The court also said that the criminalisation of anal sexual intercourse between consenting adult males, in private, is outweighed by the harmful and prejudicial impact it has on gay men. As a consequence, it was not reasonably justified to retain it in Namibian law. The court held that the impugned laws unfairly discriminated against homosexual men and were unconstitutional.

The Namibian High Court accepted the arguments of activist Friedel Dausab that laws discriminated against him and other gay men on the basis of sex and sexual orientation. It held that these laws infringed upon his constitutional right to equality, dignity, privacy, freedom of expression and freedom of association.

The Namibian Court also agreed with a 2000 ruling by the South African Constitutional Court that struck down similar laws. In that ruling, the South African court had held that the provisions criminalising homosexuality could harm an individual’s ability to achieve “self-identification and self-fulfillment” and also extend to society. “The harm also radiates out into society,” the South African court had said, noting that this gives rise to a “wide variety of other discriminations”.

Rainbow over Africa

Political leaders across African countries have often made blatantly homophobic statements. Zimbabwean leader Robert Mugabe had claimed that homosexuality was “un-African” and a “white disease”. Yahya Jammeh of the Gambia and Yoweri Museveni of Uganda deployed anti-gay rhetoric to widen their political power base and popularity.

In Heterosexual Africa? The History of an Idea from the Age of Exploration to the Age of AIDS (2008), Marc Epprecht explored the historical processes by which a singular, heterosexual identity for the continent of Africa was falsely constructed – by anthropologists, ethnopsychologists, colonial officials, African elites, and most recently, health care workers seeking to address the AIDS – the acquired immunodeficiency syndrome – pandemic.
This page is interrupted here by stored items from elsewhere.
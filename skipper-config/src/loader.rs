//! Loads [`Config`] from an optional TOML file, overlaid with CLI flags.
//!
//! This mirrors `motya::app_context::AppContext::load_config` /
//! `apply_cli`: the file sets the baseline, explicit CLI flags win, and the
//! merged result is validated once before anything else starts.

use std::path::{Path, PathBuf};
use std::time::Duration;

use serde::Deserialize;

use crate::cli::Cli;
use crate::config::{Config, PassiveHealthCheckConfig, SchedulerDefaults};
use crate::error::ConfigError;

/// The serde-facing shape of the TOML file. Durations are plain
/// milliseconds rather than `std::time::Duration` directly, so the format
/// stays simple and doesn't depend on a human-duration crate for this
/// core (a shell wrapping skipper is free to layer that on).
#[derive(Debug, Default, Deserialize)]
#[serde(default)]
struct RawConfig {
    source_poll_timeout_ms: Option<u64>,
    max_loopbacks: Option<u32>,
    default_http_status: Option<u16>,
    ignore_trailing_slash: Option<bool>,
    idle_connections_per_host: Option<usize>,
    close_idle_conns_period_ms: Option<u64>,
    timeout_backend_ms: Option<u64>,
    response_header_timeout_backend_ms: Option<u64>,
    expect_continue_timeout_backend_ms: Option<u64>,
    keep_alive_backend_ms: Option<u64>,
    tls_handshake_timeout_backend_ms: Option<u64>,
    backend_flush_interval_ms: Option<u64>,
    experimental_upgrade: Option<bool>,
    enable_passive_health_check: Option<bool>,
    passive_health_check: Option<RawPassiveHealthCheck>,
    scheduler: Option<RawScheduler>,
    listen_addr: Option<String>,
    admin_listen_addr: Option<String>,
    threads_per_service: Option<usize>,
}

#[derive(Debug, Default, Deserialize)]
#[serde(default)]
struct RawPassiveHealthCheck {
    period_ms: Option<u64>,
    min_requests: Option<u32>,
    failure_rate_threshold: Option<f64>,
    scale: Option<f64>,
    min_drop_probability: Option<f64>,
    max_drop_probability: Option<f64>,
}

#[derive(Debug, Default, Deserialize)]
#[serde(default)]
struct RawScheduler {
    max_concurrency: Option<usize>,
    max_queue_size: Option<usize>,
    timeout_ms: Option<u64>,
}

/// Reads `path` (if given), applies CLI overrides, validates, and returns a
/// ready-to-use [`Config`]. Returns the default configuration unchanged when
/// no file path was given and no relevant CLI flag was set.
pub fn load(cli: &Cli) -> Result<Config, ConfigError> {
    let raw = match &cli.config {
        Some(path) => read_raw(path)?,
        None => RawConfig::default(),
    };

    let mut config = apply_raw(Config::default(), raw);
    apply_cli(&mut config, cli);

    config.validate()?;
    Ok(config)
}

fn read_raw(path: &Path) -> Result<RawConfig, ConfigError> {
    let text = std::fs::read_to_string(path).map_err(|source| ConfigError::Read {
        path: path.to_path_buf(),
        source,
    })?;
    toml::from_str(&text).map_err(|source| ConfigError::Parse {
        path: path.to_path_buf(),
        source,
    })
}

fn apply_raw(mut config: Config, raw: RawConfig) -> Config {
    macro_rules! dur_ms {
        ($field:expr) => {
            $field.map(Duration::from_millis)
        };
    }

    if let Some(v) = dur_ms!(raw.source_poll_timeout_ms) {
        config.source_poll_timeout = v;
    }
    if let Some(v) = raw.max_loopbacks {
        config.max_loopbacks = v;
    }
    if let Some(v) = raw.default_http_status {
        config.default_http_status = v;
    }
    if let Some(v) = raw.ignore_trailing_slash {
        config.ignore_trailing_slash = v;
    }
    if let Some(v) = raw.idle_connections_per_host {
        config.idle_connections_per_host = v;
    }
    if let Some(v) = dur_ms!(raw.close_idle_conns_period_ms) {
        config.close_idle_conns_period = v;
    }
    if let Some(v) = dur_ms!(raw.timeout_backend_ms) {
        config.timeout_backend = v;
    }
    if let Some(v) = dur_ms!(raw.response_header_timeout_backend_ms) {
        config.response_header_timeout_backend = v;
    }
    if let Some(v) = dur_ms!(raw.expect_continue_timeout_backend_ms) {
        config.expect_continue_timeout_backend = v;
    }
    if let Some(v) = dur_ms!(raw.keep_alive_backend_ms) {
        config.keep_alive_backend = v;
    }
    if let Some(v) = dur_ms!(raw.tls_handshake_timeout_backend_ms) {
        config.tls_handshake_timeout_backend = v;
    }
    if let Some(ms) = raw.backend_flush_interval_ms {
        config.backend_flush_interval = Some(Duration::from_millis(ms));
    }
    if let Some(v) = raw.experimental_upgrade {
        config.experimental_upgrade = v;
    }
    if let Some(v) = raw.enable_passive_health_check {
        config.enable_passive_health_check = v;
    }
    if let Some(phc) = raw.passive_health_check {
        apply_passive_health_check(&mut config.passive_health_check, phc);
    }
    if let Some(sched) = raw.scheduler {
        apply_scheduler(&mut config.scheduler_defaults, sched);
    }
    if let Some(v) = raw.listen_addr {
        config.listen_addr = v;
    }
    if let Some(v) = raw.admin_listen_addr {
        config.admin_listen_addr = Some(v);
    }
    if let Some(v) = raw.threads_per_service {
        config.threads_per_service = v;
    }

    config
}

fn apply_passive_health_check(target: &mut PassiveHealthCheckConfig, raw: RawPassiveHealthCheck) {
    if let Some(ms) = raw.period_ms {
        target.period = Duration::from_millis(ms);
    }
    if let Some(v) = raw.min_requests {
        target.min_requests = v;
    }
    if let Some(v) = raw.failure_rate_threshold {
        target.failure_rate_threshold = v;
    }
    if let Some(v) = raw.scale {
        target.scale = v;
    }
    if let Some(v) = raw.min_drop_probability {
        target.min_drop_probability = v;
    }
    if let Some(v) = raw.max_drop_probability {
        target.max_drop_probability = v;
    }
}

fn apply_scheduler(target: &mut SchedulerDefaults, raw: RawScheduler) {
    if let Some(v) = raw.max_concurrency {
        target.max_concurrency = v;
    }
    if let Some(v) = raw.max_queue_size {
        target.max_queue_size = v;
    }
    if let Some(ms) = raw.timeout_ms {
        target.timeout = Duration::from_millis(ms);
    }
}

fn apply_cli(config: &mut Config, cli: &Cli) {
    if let Some(addr) = &cli.listen_addr {
        config.listen_addr = addr.clone();
    }
    if let Some(addr) = &cli.admin_listen_addr {
        config.admin_listen_addr = Some(addr.clone());
    }
    if let Some(n) = cli.threads_per_service {
        config.threads_per_service = n;
    }
    if let Some(n) = cli.max_loopbacks {
        config.max_loopbacks = n;
    }
}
Epprecht notes that Africans, just like people all over the world, have always had a range of sexualities and sexual identities. However, over the course of the last two centuries, African societies south of the Sahara have come to be viewed as singularly heterosexual. Epprecht traces the many routes by which this singularity and heteronormativity became a dominant culture in Africa.

Author Bernardine Evaristo, in an article busting the myth that African homosexuality was a colonial import, pointed out that the Nzima tribe of Ghana had a tradition of adult men marrying each other, usually with an age difference of about 10 years. Similar to the practice in ancient Greece, Sudan’s Zande tribe had a tradition of warriors marrying boys and paying a bride price, as they would for girl brides, to their parents. When the boy grew up, he too became a warrior and took a boy-wife.

Yet, homophobic attitudes persist.

In contrast to the ruling in Namibia, Uganda’s Constitutional Court in April upheld the country’s Anti-Homosexuality Act of 2023 that allows the death penalty for “aggravated homosexuality”.

Homosexuality remains criminalised in more than 30 of Africa’s 54 countries. The discrimination against queer people in Africa are a sign of the continent’s continuing apartheid.

Faisal C is Deputy Law Secretary to the government of Kerala. Views are personal.